Data Science Capstone Milestone Report
Connor Claypool
30 June 2019
1. Summary of Corpus Files
The given dataset is comprised of three English language files, each containing textual data from either blogs, news sources or Twitter. The documentation provided with the dataset states that each line of each file represents a separate entry (e.g. a sentence, paragraph, or Tweet). Table 1 provides some descriptive statistics with respect to each of these files, while Figure 1 represents these summary statistics visually. Observations based on these statistics include that the Twitter file is smaller than the others in terms of characters and words, but much longer in terms of lines. This makes sense considering the average line length for the Twitter file is much lower than for the others. Additionally, the news dataset has the longest average word length, while the Twitter dataset has the shortest.
| Document | Character Count | Word Count | Line Count | Mean Line Length (Characters) | Mean Line Length (Words) | Mean Word Length |
|---|---|---|---|---|---|---|
| blogs | 206,824,505 | 37,570,839 | 899,288 | 229.98695 | 41.77843 | 5.504921 |
| news | 203,223,159 | 34,494,539 | 1,010,242 | 201.16285 | 34.14483 | 5.891459 |
| 162,096,031 | 30,451,128 | 2,360,148 | 68.68045 | 12.90221 | 5.323154 |
2. Data Processing and Further Exploratory Analysis
Following these basic file statistics, a more in-depth set of exploratory analyses were performed. Due to resource constraints, futher analyses were performed on a random 1% sample of the corpus. Once sampled in this way, the data was processed as follows. The sample documents were combined into a single corpus, which was then split into tokens (words), while removing punctuation, numbers and URLs.

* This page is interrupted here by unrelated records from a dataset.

//! Input feature records.

use serde::Deserialize;
use serde_json::{Map, Value};

use wfs_common::{AttributeValue, CrsDescriptor, Feature, Geometry, WfsError, WfsResult};

/// Geometry attribute name used when a record carries a geometry but no name.
pub const DEFAULT_GEOMETRY_NAME: &str = "geometry";

/// One line of the input stream.
///
/// ```json
/// {"id": "roads.1", "crs": "EPSG:4326", "geometry_name": "the_geom",
///  "geometry": {"type": "Point", "coordinates": [45.0, 7.0]},
///  "properties": {"name": "Main St"}}
/// ```
#[derive(Debug, Clone, Deserialize)]
pub struct FeatureRecord {
    pub id: String,
    /// CRS identifier of the record's layer, any spelling the resolver accepts.
    #[serde(default)]
    pub crs: Option<String>,
    #[serde(default)]
    pub geometry_name: Option<String>,
    #[serde(default)]
    pub geometry: Option<Value>,
    #[serde(default)]
    pub properties: Map<String, Value>,
}

impl FeatureRecord {
    /// Build the feature, tagged with `crs`.
    ///
    /// The default geometry comes first, then properties in input order. A
    /// property named like the geometry attribute is rejected.
    pub fn into_feature(self, crs: Option<CrsDescriptor>) -> WfsResult<Feature> {
        let mut feature = Feature::new(self.id);
        if let Some(crs) = crs {
            feature = feature.with_crs(crs);
        }

        let geometry = match self.geometry {
            None | Some(Value::Null) => None,
            Some(value) => Some(serde_json::from_value::<Geometry>(value).map_err(|e| {
                WfsError::InvalidGeometry(format!("feature {}: {}", feature.id(), e))
            })?),
        };
        match (self.geometry_name, geometry) {
            (Some(name), geometry) => feature = feature.with_geometry(name, geometry),
            (None, Some(geometry)) => {
                feature = feature.with_geometry(DEFAULT_GEOMETRY_NAME, Some(geometry))
            }
            (None, None) => {}
        }

        for (name, value) in self.properties {
            if feature.geometry_name() == Some(name.as_str()) {
                return Err(WfsError::UnsupportedAttributeType {
                    attribute: name,
                    message: "property has the same name as the geometry attribute".to_string(),
                });
            }
            let value = attribute_from_json(&name, value)?;
            feature.set_attribute(name, value);
        }

        Ok(feature)
    }
}

/// Convert a JSON property value.
///
/// Objects are accepted only as GeoJSON geometries; arrays are rejected.
pub fn attribute_from_json(name: &str, value: Value) -> WfsResult<AttributeValue> {
    match value {
        Value::Null => Ok(AttributeValue::Null),
        Value::Bool(b) => Ok(AttributeValue::Bool(b)),
        Value::Number(n) => match n.as_i64() {
            Some(i) => Ok(AttributeValue::Integer(i)),
            None => n.as_f64().map(AttributeValue::Double).ok_or_else(|| {
                WfsError::UnsupportedAttributeType {
                    attribute: name.to_string(),
                    message: format!("number {} out of range", n),
                }
            }),
        },
        Value::String(s) => Ok(AttributeValue::String(s)),
        Value::Object(object) if object.contains_key("type") => {
            serde_json::from_value::<Geometry>(Value::Object(object))
                .map(AttributeValue::Geometry)
                .map_err(|e| WfsError::UnsupportedAttributeType {
                    attribute: name.to_string(),
                    message: e.to_string(),
                })
        }
        Value::Object(_) => Err(WfsError::UnsupportedAttributeType {
            attribute: name.to_string(),
            message: "nested objects are not supported".to_string(),
        }),
        Value::Array(_) => Err(WfsError::UnsupportedAttributeType {
            attribute: name.to_string(),
            message: "arrays are not supported".to_string(),
        }),
    }
}

#[cfg(test)]
mod tests {
    use super::*;
    use serde_json::json;
    use wfs_common::{AxisOrder, Coord};

    fn record(value: Value) -> FeatureRecord {
        serde_json::from_value(value).unwrap()
    }

    #[test]
    fn test_full_record() {
        let feature = record(json!({
            "id": "roads.1",
            "crs": "EPSG:4326",
            "geometry_name": "the_geom",
            "geometry": {"type": "LineString", "coordinates": [[0, 1], [2, 3]]},
            "properties": {"name": "Main St", "lanes": 2, "width": 7.5, "paved": true, "note": null}
        }))
        .into_feature(Some(CrsDescriptor::new(4326, AxisOrder::LatLon)))
        .unwrap();

        assert_eq!(feature.id(), "roads.1");
        assert_eq!(feature.geometry_name(), Some("the_geom"));
        assert_eq!(
            feature.geometry(),
            Some(&Geometry::line_string(vec![Coord::xy(0.0, 1.0), Coord::xy(2.0, 3.0)]))
        );
        let names: Vec<&str> = feature.properties().map(|(n, _)| n).collect();
        assert_eq!(names, vec!["name", "lanes", "width", "paved", "note"]);
        assert_eq!(feature.attribute("lanes"), Some(&AttributeValue::Integer(2)));
        assert_eq!(feature.attribute("width"), Some(&AttributeValue::Double(7.5)));
        assert_eq!(feature.attribute("note"), Some(&AttributeValue::Null));
        assert_eq!(feature.crs().map(|c| c.epsg_code()), Some(4326));
    }

    #[test]
    fn test_geometry_name_defaults() {
        let feature = record(json!({"id": "a.1", "geometry": {"type": "Point", "coordinates": [1, 2]}}))
            .into_feature(None)
            .unwrap();
        assert_eq!(feature.geometry_name(), Some(DEFAULT_GEOMETRY_NAME));

        let feature = record(json!({"id": "a.2", "geometry_name": "geom", "geometry": null}))
            .into_feature(None)
            .unwrap();
        assert_eq!(feature.geometry_name(), Some("geom"));
        assert!(feature.geometry().is_none());

        let feature = record(json!({"id": "a.3"})).into_feature(None).unwrap();
        assert_eq!(feature.geometry_name(), None);
    }

    #[test]
    fn test_invalid_geometry_is_feature_local() {
        let err = record(json!({"id": "a.4", "geometry": {"type": "Hexagon", "coordinates": []}}))
            .into_feature(None)
            .unwrap_err();
        assert!(matches!(err, WfsError::InvalidGeometry(_)));
        assert!(err.is_feature_local());
    }

    #[test]
    fn test_property_named_like_geometry_rejected() {
        let err = record(json!({
            "id": "a.5",
            "geometry_name": "the_geom",
            "geometry": {"type": "Point", "coordinates": [1, 2]},
            "properties": {"the_geom": "oops"}
        }))
        .into_feature(None)
        .unwrap_err();
        assert!(matches!(
            &err,
            WfsError::UnsupportedAttributeType { attribute, .. } if attribute == "the_geom"
        ));
        assert!(err.is_feature_local());

        // The default name is reserved too
        let err = record(json!({
            "id": "a.6",
            "geometry": {"type": "Point", "coordinates": [1, 2]},
            "properties": {"geometry": 3}
        }))
        .into_feature(None)
        .unwrap_err();
        assert!(matches!(err, WfsError::UnsupportedAttributeType { .. }));

        // Without a geometry any property name is fine
        let feature = record(json!({"id": "a.7", "properties": {"geometry": 3}}))
            .into_feature(None)
            .unwrap();
        assert_eq!(feature.attribute("geometry"), Some(&AttributeValue::Integer(3)));
    }

    #[test]
    fn test_attribute_conversion() {
        assert_eq!(
            attribute_from_json("p", json!({"type": "Point", "coordinates": [1, 2]})).unwrap(),
            AttributeValue::Geometry(Geometry::point(1.0, 2.0))
        );
        assert!(matches!(
            attribute_from_json("tags", json!(["a", "b"])),
            Err(WfsError::UnsupportedAttributeType { .. })
        ));
        assert!(matches!(
            attribute_from_json("meta", json!({"k": "v"})),
            Err(WfsError::UnsupportedAttributeType { .. })
        ));
    }
}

Profanity was filtered out, all tokens were converted to lowercase, and each token which appeared fewer than five times in the corpus was removed. Additionally, the tokenized corpus was used to create two more tokenized versions of the corpus, grouping tokens into 2-grams (overlapping word pairs) and 3-grams (overlapping word triplets). For each set of tokenized data, two matrices listing each unique token and its frequency were created: one with so-called stopwords included and one without.
One basic impact of removing stopwords can be seen in Table 2. Removing this relatively small number of unique words resulted in a large decrease in the total word count. Clearly, stopwords are used incredibly frequently, despite having relatively little importance, by definition, in terms of adding meaning to the English language.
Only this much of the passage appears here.